BEGIN
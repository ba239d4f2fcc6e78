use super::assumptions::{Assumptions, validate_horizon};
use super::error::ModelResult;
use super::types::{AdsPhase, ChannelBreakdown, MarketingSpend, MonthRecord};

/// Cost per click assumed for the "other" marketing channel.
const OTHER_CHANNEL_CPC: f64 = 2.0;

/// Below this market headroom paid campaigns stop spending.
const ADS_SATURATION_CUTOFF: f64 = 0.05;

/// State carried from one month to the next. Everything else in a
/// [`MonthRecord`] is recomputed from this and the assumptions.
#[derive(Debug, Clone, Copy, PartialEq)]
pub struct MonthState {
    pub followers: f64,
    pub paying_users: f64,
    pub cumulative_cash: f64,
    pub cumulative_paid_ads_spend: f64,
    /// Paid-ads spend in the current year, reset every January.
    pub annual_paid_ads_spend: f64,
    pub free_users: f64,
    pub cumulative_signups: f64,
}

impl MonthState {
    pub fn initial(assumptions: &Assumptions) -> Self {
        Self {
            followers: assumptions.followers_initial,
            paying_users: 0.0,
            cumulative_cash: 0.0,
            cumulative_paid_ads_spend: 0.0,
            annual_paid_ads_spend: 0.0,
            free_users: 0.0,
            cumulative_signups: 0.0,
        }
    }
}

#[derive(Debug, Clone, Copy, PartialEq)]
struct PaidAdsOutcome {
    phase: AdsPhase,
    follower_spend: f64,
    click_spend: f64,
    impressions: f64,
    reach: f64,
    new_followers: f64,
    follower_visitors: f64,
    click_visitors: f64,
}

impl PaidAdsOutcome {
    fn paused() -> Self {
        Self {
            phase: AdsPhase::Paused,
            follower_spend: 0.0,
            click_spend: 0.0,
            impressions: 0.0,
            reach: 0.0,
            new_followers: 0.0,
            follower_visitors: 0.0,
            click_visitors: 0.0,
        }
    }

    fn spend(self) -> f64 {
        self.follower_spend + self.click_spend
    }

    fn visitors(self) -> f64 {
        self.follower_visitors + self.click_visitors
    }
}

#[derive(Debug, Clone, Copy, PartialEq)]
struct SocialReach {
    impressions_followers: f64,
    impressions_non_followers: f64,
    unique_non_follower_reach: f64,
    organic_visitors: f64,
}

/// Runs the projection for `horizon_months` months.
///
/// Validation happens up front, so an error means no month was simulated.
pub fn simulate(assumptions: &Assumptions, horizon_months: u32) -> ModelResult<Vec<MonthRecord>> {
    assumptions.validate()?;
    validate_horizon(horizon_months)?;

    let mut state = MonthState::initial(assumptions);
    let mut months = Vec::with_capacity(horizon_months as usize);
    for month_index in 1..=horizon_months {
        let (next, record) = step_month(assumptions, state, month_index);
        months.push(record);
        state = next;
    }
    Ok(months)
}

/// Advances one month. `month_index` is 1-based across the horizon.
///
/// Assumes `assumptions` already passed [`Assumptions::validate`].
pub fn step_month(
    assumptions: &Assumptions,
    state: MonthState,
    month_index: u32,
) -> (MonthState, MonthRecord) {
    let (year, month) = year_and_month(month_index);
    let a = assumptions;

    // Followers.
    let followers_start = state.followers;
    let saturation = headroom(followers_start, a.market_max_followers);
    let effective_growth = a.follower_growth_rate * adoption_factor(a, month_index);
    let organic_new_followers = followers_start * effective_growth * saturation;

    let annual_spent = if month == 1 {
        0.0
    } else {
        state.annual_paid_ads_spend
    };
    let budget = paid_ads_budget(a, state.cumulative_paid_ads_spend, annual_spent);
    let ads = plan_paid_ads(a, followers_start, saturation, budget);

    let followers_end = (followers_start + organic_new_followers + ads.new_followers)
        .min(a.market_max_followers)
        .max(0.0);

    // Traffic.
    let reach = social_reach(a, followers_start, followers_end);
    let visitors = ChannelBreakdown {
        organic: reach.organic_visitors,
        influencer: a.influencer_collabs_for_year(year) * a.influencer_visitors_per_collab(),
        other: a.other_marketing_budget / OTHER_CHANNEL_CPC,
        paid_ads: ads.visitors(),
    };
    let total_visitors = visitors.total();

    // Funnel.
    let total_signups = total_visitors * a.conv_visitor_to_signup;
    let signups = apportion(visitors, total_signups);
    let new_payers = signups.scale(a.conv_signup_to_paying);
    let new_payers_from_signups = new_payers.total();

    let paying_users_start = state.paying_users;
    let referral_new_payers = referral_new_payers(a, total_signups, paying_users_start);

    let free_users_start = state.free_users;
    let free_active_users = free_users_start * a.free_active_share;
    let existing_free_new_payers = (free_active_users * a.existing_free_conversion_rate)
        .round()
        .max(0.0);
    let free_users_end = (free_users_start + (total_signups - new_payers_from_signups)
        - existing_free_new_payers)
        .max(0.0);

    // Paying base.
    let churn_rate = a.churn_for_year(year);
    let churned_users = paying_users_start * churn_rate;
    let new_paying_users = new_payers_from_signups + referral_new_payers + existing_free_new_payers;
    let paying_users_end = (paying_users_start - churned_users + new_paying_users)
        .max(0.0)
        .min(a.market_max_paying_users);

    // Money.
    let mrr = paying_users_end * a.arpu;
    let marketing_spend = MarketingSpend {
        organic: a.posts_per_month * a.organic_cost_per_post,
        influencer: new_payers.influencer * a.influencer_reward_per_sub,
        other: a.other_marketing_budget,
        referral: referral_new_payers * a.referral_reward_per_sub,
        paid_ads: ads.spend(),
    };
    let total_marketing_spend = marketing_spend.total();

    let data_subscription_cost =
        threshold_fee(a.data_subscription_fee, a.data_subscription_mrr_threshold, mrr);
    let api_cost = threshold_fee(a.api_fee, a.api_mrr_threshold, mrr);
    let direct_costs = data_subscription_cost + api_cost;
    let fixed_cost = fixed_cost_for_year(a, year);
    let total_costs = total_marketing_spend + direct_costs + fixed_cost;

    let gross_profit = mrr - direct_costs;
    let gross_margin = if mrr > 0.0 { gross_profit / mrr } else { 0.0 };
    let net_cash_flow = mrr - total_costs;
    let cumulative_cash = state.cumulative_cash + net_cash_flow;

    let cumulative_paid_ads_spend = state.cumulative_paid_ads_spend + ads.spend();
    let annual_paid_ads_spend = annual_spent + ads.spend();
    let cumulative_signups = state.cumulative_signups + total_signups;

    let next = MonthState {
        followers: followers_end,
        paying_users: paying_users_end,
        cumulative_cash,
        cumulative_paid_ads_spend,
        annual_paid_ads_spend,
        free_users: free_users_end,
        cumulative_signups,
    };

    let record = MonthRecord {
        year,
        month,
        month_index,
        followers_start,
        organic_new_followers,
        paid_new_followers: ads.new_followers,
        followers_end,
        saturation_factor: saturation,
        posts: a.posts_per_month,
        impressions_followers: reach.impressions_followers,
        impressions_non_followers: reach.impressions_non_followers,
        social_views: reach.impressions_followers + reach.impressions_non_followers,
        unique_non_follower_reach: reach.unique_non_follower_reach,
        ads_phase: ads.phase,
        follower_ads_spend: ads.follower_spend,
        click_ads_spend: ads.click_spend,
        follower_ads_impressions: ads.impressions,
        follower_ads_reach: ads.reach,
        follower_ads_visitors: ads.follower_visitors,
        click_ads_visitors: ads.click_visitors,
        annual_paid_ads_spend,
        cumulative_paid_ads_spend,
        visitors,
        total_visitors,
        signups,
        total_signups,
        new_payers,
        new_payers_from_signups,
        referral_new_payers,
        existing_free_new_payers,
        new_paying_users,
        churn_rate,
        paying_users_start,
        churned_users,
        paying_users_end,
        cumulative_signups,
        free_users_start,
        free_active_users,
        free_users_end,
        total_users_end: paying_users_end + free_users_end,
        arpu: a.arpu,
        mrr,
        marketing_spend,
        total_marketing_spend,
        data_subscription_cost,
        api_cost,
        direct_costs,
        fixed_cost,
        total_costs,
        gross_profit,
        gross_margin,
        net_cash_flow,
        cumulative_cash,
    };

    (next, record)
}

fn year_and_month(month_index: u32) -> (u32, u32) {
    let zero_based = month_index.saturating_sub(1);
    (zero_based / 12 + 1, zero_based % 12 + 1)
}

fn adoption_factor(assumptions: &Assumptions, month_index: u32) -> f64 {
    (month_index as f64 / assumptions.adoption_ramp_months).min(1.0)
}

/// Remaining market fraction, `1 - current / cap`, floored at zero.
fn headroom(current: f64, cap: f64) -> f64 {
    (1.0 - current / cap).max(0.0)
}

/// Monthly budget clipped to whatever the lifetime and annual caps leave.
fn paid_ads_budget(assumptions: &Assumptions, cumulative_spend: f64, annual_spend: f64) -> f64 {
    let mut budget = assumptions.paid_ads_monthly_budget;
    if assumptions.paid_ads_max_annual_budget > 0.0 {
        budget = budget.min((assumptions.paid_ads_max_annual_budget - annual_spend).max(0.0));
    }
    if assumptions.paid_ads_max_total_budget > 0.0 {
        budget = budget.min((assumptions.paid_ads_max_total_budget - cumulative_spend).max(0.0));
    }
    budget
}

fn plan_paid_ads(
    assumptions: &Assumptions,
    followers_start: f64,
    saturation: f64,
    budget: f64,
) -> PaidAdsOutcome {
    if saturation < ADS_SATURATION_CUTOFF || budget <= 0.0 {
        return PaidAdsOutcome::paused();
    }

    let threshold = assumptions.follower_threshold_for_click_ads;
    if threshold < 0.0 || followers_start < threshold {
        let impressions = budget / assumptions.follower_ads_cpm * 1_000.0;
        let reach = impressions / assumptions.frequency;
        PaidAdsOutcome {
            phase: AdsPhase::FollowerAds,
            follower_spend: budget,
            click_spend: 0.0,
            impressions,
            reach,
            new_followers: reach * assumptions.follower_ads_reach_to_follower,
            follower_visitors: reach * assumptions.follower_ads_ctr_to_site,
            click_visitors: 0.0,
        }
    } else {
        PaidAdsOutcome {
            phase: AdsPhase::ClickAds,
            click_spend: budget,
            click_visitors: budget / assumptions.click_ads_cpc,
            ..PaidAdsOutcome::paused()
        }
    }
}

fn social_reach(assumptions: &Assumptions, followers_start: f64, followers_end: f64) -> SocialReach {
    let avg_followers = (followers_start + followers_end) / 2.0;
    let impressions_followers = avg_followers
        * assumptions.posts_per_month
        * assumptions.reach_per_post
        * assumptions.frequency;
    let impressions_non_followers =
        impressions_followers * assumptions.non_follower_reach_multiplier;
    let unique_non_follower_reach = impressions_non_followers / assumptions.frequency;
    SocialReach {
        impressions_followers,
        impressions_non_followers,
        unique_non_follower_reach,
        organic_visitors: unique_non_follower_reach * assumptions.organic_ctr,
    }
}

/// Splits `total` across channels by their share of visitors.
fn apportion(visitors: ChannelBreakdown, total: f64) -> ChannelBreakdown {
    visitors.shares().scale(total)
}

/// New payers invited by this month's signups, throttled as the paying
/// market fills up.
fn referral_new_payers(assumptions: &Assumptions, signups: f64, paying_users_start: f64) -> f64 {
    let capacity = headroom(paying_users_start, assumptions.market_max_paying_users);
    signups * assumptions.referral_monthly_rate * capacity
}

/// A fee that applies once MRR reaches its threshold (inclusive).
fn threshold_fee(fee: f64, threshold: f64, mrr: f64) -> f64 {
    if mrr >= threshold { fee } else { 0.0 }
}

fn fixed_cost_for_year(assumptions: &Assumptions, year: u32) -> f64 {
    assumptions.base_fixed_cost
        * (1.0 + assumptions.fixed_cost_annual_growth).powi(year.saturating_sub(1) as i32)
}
END
BEGIN
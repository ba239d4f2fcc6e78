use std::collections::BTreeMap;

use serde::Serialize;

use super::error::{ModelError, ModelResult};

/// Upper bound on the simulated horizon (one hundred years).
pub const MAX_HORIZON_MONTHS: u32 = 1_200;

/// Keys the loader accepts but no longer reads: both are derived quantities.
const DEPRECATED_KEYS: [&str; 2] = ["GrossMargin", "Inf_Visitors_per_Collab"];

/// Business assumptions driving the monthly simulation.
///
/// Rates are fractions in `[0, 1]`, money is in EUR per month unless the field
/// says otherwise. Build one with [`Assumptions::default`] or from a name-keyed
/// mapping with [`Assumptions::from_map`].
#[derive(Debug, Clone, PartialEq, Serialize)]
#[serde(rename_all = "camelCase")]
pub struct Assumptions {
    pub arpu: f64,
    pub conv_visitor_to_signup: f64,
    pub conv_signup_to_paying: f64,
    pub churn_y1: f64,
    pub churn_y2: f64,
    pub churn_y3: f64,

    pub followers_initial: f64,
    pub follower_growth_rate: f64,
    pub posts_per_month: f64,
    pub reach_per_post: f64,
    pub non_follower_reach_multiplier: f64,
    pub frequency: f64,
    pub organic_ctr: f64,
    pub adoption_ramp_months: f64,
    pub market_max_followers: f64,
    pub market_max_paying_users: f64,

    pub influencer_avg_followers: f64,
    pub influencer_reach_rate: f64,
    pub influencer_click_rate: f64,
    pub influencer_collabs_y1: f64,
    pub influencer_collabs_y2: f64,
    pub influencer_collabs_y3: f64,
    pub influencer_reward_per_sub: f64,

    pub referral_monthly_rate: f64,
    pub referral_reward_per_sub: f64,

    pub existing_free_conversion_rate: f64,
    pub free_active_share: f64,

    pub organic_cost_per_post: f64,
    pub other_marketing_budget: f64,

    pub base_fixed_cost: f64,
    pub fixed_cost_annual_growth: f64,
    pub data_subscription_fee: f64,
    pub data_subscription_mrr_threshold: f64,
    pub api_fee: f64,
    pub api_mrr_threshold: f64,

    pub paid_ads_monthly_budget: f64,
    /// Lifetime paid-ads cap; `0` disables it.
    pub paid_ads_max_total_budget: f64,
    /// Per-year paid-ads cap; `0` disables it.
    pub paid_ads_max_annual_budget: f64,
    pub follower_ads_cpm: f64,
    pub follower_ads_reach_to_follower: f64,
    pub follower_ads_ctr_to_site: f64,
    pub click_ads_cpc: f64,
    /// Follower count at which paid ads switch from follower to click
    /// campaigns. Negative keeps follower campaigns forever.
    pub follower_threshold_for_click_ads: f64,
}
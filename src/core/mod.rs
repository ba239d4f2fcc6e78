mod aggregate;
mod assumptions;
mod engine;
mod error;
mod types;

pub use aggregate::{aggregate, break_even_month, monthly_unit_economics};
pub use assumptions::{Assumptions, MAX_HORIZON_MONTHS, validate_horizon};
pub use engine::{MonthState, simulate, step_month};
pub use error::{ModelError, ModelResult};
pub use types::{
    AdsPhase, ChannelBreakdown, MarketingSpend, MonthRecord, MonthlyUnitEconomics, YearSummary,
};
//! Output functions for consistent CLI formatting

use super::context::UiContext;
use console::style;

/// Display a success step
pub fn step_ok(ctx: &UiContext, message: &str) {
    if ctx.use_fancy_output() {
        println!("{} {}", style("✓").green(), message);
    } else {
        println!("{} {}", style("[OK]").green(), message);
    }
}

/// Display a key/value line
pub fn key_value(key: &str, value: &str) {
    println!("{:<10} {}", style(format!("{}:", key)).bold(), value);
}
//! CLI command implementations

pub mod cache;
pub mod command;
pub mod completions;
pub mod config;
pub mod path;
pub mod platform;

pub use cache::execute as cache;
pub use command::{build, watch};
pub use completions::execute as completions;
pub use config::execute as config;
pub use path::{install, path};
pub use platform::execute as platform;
END
● ASSIGNMENT
Read through the entries above, and wherever a line holds the string "cache", copy it.

● SOLVED PROBLEM
pub mod cache;
pub use cache::execute as cache;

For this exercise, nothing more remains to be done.